# RO Run Off Water



## CincyCichlids (Oct 14, 2005)

So back when I had several centralized systems, I used to run my runoff of my drinking RO unit into a system of 20Ls that were raising Tanganyikan fry.

My question is... so what about utilizing this for plant tanks.. would be it good or bad or indifferent? 
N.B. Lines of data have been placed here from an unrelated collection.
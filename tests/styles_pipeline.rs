//! End-to-end compile cycles against a temporary project tree: Sass in,
//! prefixed CSS out, errors routed to the notifier.

use std::fs;
use std::path::Path;

use stylesync::styles::{CycleOutcome, StylePipeline};
use stylesync_test_utils::builders::settings_under;
use stylesync_test_utils::init_tracing;
use stylesync_test_utils::notifier::{Notification, RecordingNotifier};

fn write_entry(root: &Path, content: &str) {
    let scss_dir = root.join("assets/scss");
    fs::create_dir_all(&scss_dir).unwrap();
    fs::write(scss_dir.join("main.scss"), content).unwrap();
}

fn pipeline(root: &Path) -> StylePipeline {
    let settings = settings_under("assets/scss/main.scss", "puzzle/static");
    StylePipeline::from_settings(root, &settings.styles).unwrap()
}

#[test]
fn valid_entry_produces_one_nonempty_css_file() {
    init_tracing();
    let dir = tempfile::tempdir().unwrap();
    write_entry(
        dir.path(),
        "$accent: #bada55;\nbody {\n  color: $accent;\n  .nested { margin: 0; }\n}\n",
    );

    let notifier = RecordingNotifier::new();
    let outcome = pipeline(dir.path()).run_cycle(&notifier).unwrap();

    let expected = dir.path().join("puzzle/static/main.css");
    match outcome {
        CycleOutcome::Written { path, bytes } => {
            assert_eq!(path, expected);
            assert!(bytes > 0);
        }
        other => panic!("expected Written, got {other:?}"),
    }

    let css = fs::read_to_string(&expected).unwrap();
    assert!(!css.is_empty());
    assert!(css.contains("#bada55"));
    assert!(css.contains("body .nested"));

    // Exactly one file in the output directory.
    let entries: Vec<_> = fs::read_dir(dir.path().join("puzzle/static"))
        .unwrap()
        .collect();
    assert_eq!(entries.len(), 1);
}

#[test]
fn flexbox_output_is_vendor_prefixed_for_legacy_targets() {
    init_tracing();
    let dir = tempfile::tempdir().unwrap();
    write_entry(dir.path(), ".row {\n  display: flex;\n}\n");

    let notifier = RecordingNotifier::new();
    pipeline(dir.path()).run_cycle(&notifier).unwrap();

    let css = fs::read_to_string(dir.path().join("puzzle/static/main.css")).unwrap();
    assert!(css.contains("display: flex"));
    assert!(css.contains("-webkit-"), "missing webkit prefix in: {css}");
    assert!(css.contains("-ms-"), "missing ms prefix in: {css}");
}

#[test]
fn syntax_error_notifies_instead_of_failing() {
    init_tracing();
    let dir = tempfile::tempdir().unwrap();
    write_entry(dir.path(), "body {\n  color: $undefined-variable;\n}\n");

    let notifier = RecordingNotifier::new();
    let outcome = pipeline(dir.path()).run_cycle(&notifier).unwrap();

    assert_eq!(outcome, CycleOutcome::CompileFailed);
    assert!(
        !dir.path().join("puzzle/static/main.css").exists(),
        "no output may be written on a failed cycle"
    );

    let failures = notifier.failures();
    assert_eq!(failures.len(), 1);
    match &failures[0] {
        Notification::Failed { path, message } => {
            assert!(path.ends_with("main.scss"));
            assert!(!message.is_empty());
        }
        other => panic!("expected Failed, got {other:?}"),
    }
}

#[test]
fn recovery_cycle_after_error_writes_output_again() {
    init_tracing();
    let dir = tempfile::tempdir().unwrap();
    write_entry(dir.path(), "body { color: $nope; }\n");

    let notifier = RecordingNotifier::new();
    let p = pipeline(dir.path());
    assert_eq!(p.run_cycle(&notifier).unwrap(), CycleOutcome::CompileFailed);

    write_entry(dir.path(), "body { color: teal; }\n");
    match p.run_cycle(&notifier).unwrap() {
        CycleOutcome::Written { .. } => {}
        other => panic!("expected Written after fix, got {other:?}"),
    }

    let notifications = notifier.notifications();
    assert_eq!(notifications.len(), 2);
    assert!(matches!(notifications[1], Notification::Updated { .. }));
}

#[test]
fn missing_entry_is_a_soft_compile_failure() {
    init_tracing();
    let dir = tempfile::tempdir().unwrap();
    // No entry file written at all: grass reports it as a compile error and
    // the watch session keeps going.
    let notifier = RecordingNotifier::new();
    let outcome = pipeline(dir.path()).run_cycle(&notifier).unwrap();
    assert_eq!(outcome, CycleOutcome::CompileFailed);
    assert_eq!(notifier.failures().len(), 1);
}
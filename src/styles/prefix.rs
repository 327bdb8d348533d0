// src/styles/prefix.rs

//! Vendor prefixing via `lightningcss`.
//!
//! The browser target list is expressed as browserslist queries (e.g.
//! "last 15 versions", "> 1%") and resolved once at pipeline construction;
//! prefixes are compiled in during the minify pass and the result is printed
//! expanded.

use lightningcss::stylesheet::{MinifyOptions, ParserOptions, PrinterOptions, StyleSheet};
use lightningcss::targets::{Browsers, Targets};

use crate::errors::{Result, StylesyncError};

/// Resolve browserslist queries into concrete browser version targets.
pub fn browser_targets(queries: &[String]) -> Result<Browsers> {
    let browsers = Browsers::from_browserslist(queries.iter().map(String::as_str))
        .map_err(|err| {
            StylesyncError::ConfigError(format!("invalid browser target list: {err}"))
        })?;

    Ok(browsers.unwrap_or_default())
}

/// Parse plain CSS and add the vendor prefixes the given targets require.
pub fn apply_prefixes(css: &str, browsers: &Browsers) -> Result<String> {
    let targets = Targets::from(browsers.clone());

    let mut sheet = StyleSheet::parse(css, ParserOptions::default())
        .map_err(|err| StylesyncError::CssError(err.to_string()))?;

    sheet
        .minify(MinifyOptions {
            targets: targets.clone(),
            ..MinifyOptions::default()
        })
        .map_err(|err| StylesyncError::CssError(err.to_string()))?;

    let result = sheet
        .to_css(PrinterOptions {
            targets,
            ..PrinterOptions::default()
        })
        .map_err(|err| StylesyncError::CssError(err.to_string()))?;

    Ok(result.code)
}

#[cfg(test)]
mod tests {
    use super::*;

    fn legacy_targets() -> Browsers {
        browser_targets(&["ie 10".to_string(), "chrome 20".to_string()]).unwrap()
    }

    #[test]
    fn flexbox_gains_vendor_prefixes_for_old_targets() {
        let css = ".row { display: flex; }";
        let out = apply_prefixes(css, &legacy_targets()).unwrap();
        assert!(out.contains("display: flex"));
        assert!(out.contains("-webkit-"), "expected webkit prefix in: {out}");
        assert!(out.contains("-ms-"), "expected ms prefix in: {out}");
    }

    #[test]
    fn modern_targets_leave_output_unprefixed() {
        let targets = browser_targets(&["chrome 120".to_string()]).unwrap();
        let out = apply_prefixes(".row { display: flex; }", &targets).unwrap();
        assert!(!out.contains("-webkit-box"));
    }

    #[test]
    fn invalid_query_is_a_config_error() {
        let err = browser_targets(&["not a real browser query %%%".to_string()]).unwrap_err();
        assert!(matches!(err, StylesyncError::ConfigError(_)));
    }

    #[test]
    fn invalid_css_is_a_css_error() {
        // A stray closing brace is unrecoverable at the top level.
        let err = apply_prefixes("} body { color: red; }", &legacy_targets()).unwrap_err();
        assert!(matches!(err, StylesyncError::CssError(_)));
    }
}
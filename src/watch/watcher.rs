// src/watch/watcher.rs

use std::path::{Path, PathBuf};

use anyhow::Result;
use notify::{Config, Event, EventKind, RecommendedWatcher, RecursiveMode, Watcher};
use tokio::sync::mpsc;
use tracing::{debug, info};

use crate::engine::{RuntimeEvent, TaskName, TriggerReason};
use crate::watch::patterns::WatchProfile;

/// Handle for the filesystem watcher.
///
/// This exists mainly so the underlying `RecommendedWatcher` is kept alive
/// for as long as needed. Dropping this handle stops file watching.
pub struct WatcherHandle {
    _inner: RecommendedWatcher,
}

impl std::fmt::Debug for WatcherHandle {
    fn fmt(&self, f: &mut std::fmt::Formatter<'_>) -> std::fmt::Result {
        f.debug_struct("WatcherHandle").finish()
    }
}

/// Spawn a filesystem watcher observing `root` recursively, sending
/// `RuntimeEvent::TaskTriggered` for each change event whose path set
/// matches a profile.
///
/// One trigger is sent per profile per detected event, never per path, so a
/// save that touches several watched files still causes a single
/// recompilation.
pub fn spawn_watcher(
    root: impl Into<PathBuf>,
    profiles: Vec<WatchProfile>,
    runtime_tx: mpsc::Sender<RuntimeEvent>,
) -> Result<WatcherHandle> {
    let root = root.into();
    // Canonicalize once so event paths strip cleanly.
    let root = root.canonicalize().unwrap_or_else(|_| root.clone());

    // Channel from the blocking notify callback into the async world.
    let (event_tx, mut event_rx) = mpsc::unbounded_channel::<Event>();

    let mut watcher = RecommendedWatcher::new(
        move |res: notify::Result<Event>| match res {
            Ok(event) => {
                if let Err(err) = event_tx.send(event) {
                    // No tracing subscriber guarantees inside the notify
                    // callback thread; fall back to stderr.
                    eprintln!("stylesync: failed to forward notify event: {err}");
                }
            }
            Err(err) => {
                eprintln!("stylesync: file watch error: {err}");
            }
        },
        Config::default(),
    )?;

    watcher.watch(&root, RecursiveMode::Recursive)?;

    info!(root = %root.display(), "file watcher started");

    tokio::spawn(async move {
        while let Some(event) = event_rx.recv().await {
            debug!(?event, "received notify event");

            for task in triggers_for_event(&profiles, &root, &event) {
                let send = runtime_tx
                    .send(RuntimeEvent::TaskTriggered {
                        task,
                        reason: TriggerReason::FileWatch,
                    })
                    .await;
                if send.is_err() {
                    debug!("runtime channel closed; stopping watch forwarding");
                    return;
                }
            }
        }
        debug!("watcher event loop finished");
    });

    Ok(WatcherHandle { _inner: watcher })
}

/// Tasks to trigger for one change event: at most one per profile.
fn triggers_for_event(
    profiles: &[WatchProfile],
    root: &Path,
    event: &Event,
) -> Vec<TaskName> {
    if !is_mutating(&event.kind) {
        return Vec::new();
    }

    profiles
        .iter()
        .filter(|profile| {
            event.paths.iter().any(|path| {
                path.strip_prefix(root)
                    .map(|rel| {
                        let rel = rel.to_string_lossy().replace('\\', "/");
                        profile.matches(&rel)
                    })
                    .unwrap_or(false)
            })
        })
        .map(|profile| profile.trigger().to_string())
        .collect()
}

/// Only events that can change file content are interesting; access
/// notifications and metadata chatter are not.
fn is_mutating(kind: &EventKind) -> bool {
    matches!(
        kind,
        EventKind::Any | EventKind::Create(_) | EventKind::Modify(_) | EventKind::Remove(_)
    )
}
Just wondering anyone's take on it.

Chris


----------



## Troy McClure (Aug 3, 2005)

When I finally have the time and money to bring my 85gal to my condo and get the discus in there, I'm saving some extra money for an RO+DI unit. IMO, RO water is just fine for planted tanks.


----------



## Rob Tetrazona (Jun 21, 2005)

I'm pretty sure Chris was asking if the run off water from the RO unit was planted tank safe, not the RO water itself.


----------



## MatPat (Mar 22, 2004)

I'm pretty sure the RO runoff will be very high in TDS and have lots of stuff in there. It may not be a bad thing for some hardy plants (think Hygros, Anubias, Vals and Java Ferns) but it may not be good for some of the more delicate stuff like Pogostemon Stellatus or Rotala wallichii. 

I say give it a try and see how it does. IT may be a good idea to try this out in one of your 20g tanks as a test. It may cause some plant issues at first but I think as long as you have enough light and CO2 the plant will be fine. It would be an interesting experiment to say the least 

I'm looking forward to seeing your place again since you remodeled. Maybe I can manage a visit in the near future


----------



## CincyCichlids (Oct 14, 2005)

Well I will need some help carrying a 120 down the stairs... please note.. this does have a cracked side on it.. BUT it isn't patched yet.. so it will not weigh as much as a 180 Oceanic...unlike SOMEONE Else's tank I know...


----------



## MatPat (Mar 22, 2004)

CincyCichlids said:


> Well I will need some help carrying a 120 down the stairs... please note.. this does have a cracked side on it.. BUT it isn't patched yet.. so it will not weigh as much as a 180 Oceanic...unlike SOMEONE Else's tank I know...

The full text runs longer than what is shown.